Saved entries:
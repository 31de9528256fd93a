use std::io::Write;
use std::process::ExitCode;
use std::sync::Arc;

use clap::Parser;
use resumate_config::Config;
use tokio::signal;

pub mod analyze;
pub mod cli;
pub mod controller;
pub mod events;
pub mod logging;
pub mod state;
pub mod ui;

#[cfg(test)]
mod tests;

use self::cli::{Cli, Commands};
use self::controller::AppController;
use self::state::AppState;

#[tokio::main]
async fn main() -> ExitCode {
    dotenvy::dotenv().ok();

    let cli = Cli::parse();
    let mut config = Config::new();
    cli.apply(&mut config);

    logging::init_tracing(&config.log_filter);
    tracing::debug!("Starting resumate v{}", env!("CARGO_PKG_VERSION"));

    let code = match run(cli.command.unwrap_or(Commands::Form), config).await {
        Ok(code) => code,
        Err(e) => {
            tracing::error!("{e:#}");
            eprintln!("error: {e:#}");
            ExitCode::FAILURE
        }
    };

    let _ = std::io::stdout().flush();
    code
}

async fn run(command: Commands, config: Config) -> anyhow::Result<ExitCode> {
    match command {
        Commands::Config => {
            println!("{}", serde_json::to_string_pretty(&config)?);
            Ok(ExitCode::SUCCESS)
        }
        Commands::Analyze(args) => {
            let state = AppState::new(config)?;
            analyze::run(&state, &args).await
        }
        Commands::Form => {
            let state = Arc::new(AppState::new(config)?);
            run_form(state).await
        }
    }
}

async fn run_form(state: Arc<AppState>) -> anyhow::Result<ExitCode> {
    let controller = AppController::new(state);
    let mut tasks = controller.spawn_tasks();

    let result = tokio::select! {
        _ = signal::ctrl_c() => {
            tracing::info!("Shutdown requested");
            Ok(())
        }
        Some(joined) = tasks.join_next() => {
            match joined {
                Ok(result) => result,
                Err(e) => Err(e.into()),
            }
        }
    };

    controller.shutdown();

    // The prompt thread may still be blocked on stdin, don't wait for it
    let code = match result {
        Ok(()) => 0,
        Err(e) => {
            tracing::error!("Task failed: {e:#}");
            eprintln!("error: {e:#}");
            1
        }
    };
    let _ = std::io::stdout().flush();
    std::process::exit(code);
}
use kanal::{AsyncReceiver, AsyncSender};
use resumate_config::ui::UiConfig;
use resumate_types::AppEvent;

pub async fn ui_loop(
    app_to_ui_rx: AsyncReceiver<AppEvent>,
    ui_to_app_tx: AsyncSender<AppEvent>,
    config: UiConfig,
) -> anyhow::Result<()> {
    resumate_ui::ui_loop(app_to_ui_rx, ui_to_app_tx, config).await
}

## Problem statement
Check each line of the data above, and please copy the ones in which the string "await" occurs.

## Written response
    let code = match run(cli.command.unwrap_or(Commands::Form), config).await {
            analyze::run(&state, &args).await
            run_form(state).await
    resumate_ui::ui_loop(app_to_ui_rx, ui_to_app_tx, config).await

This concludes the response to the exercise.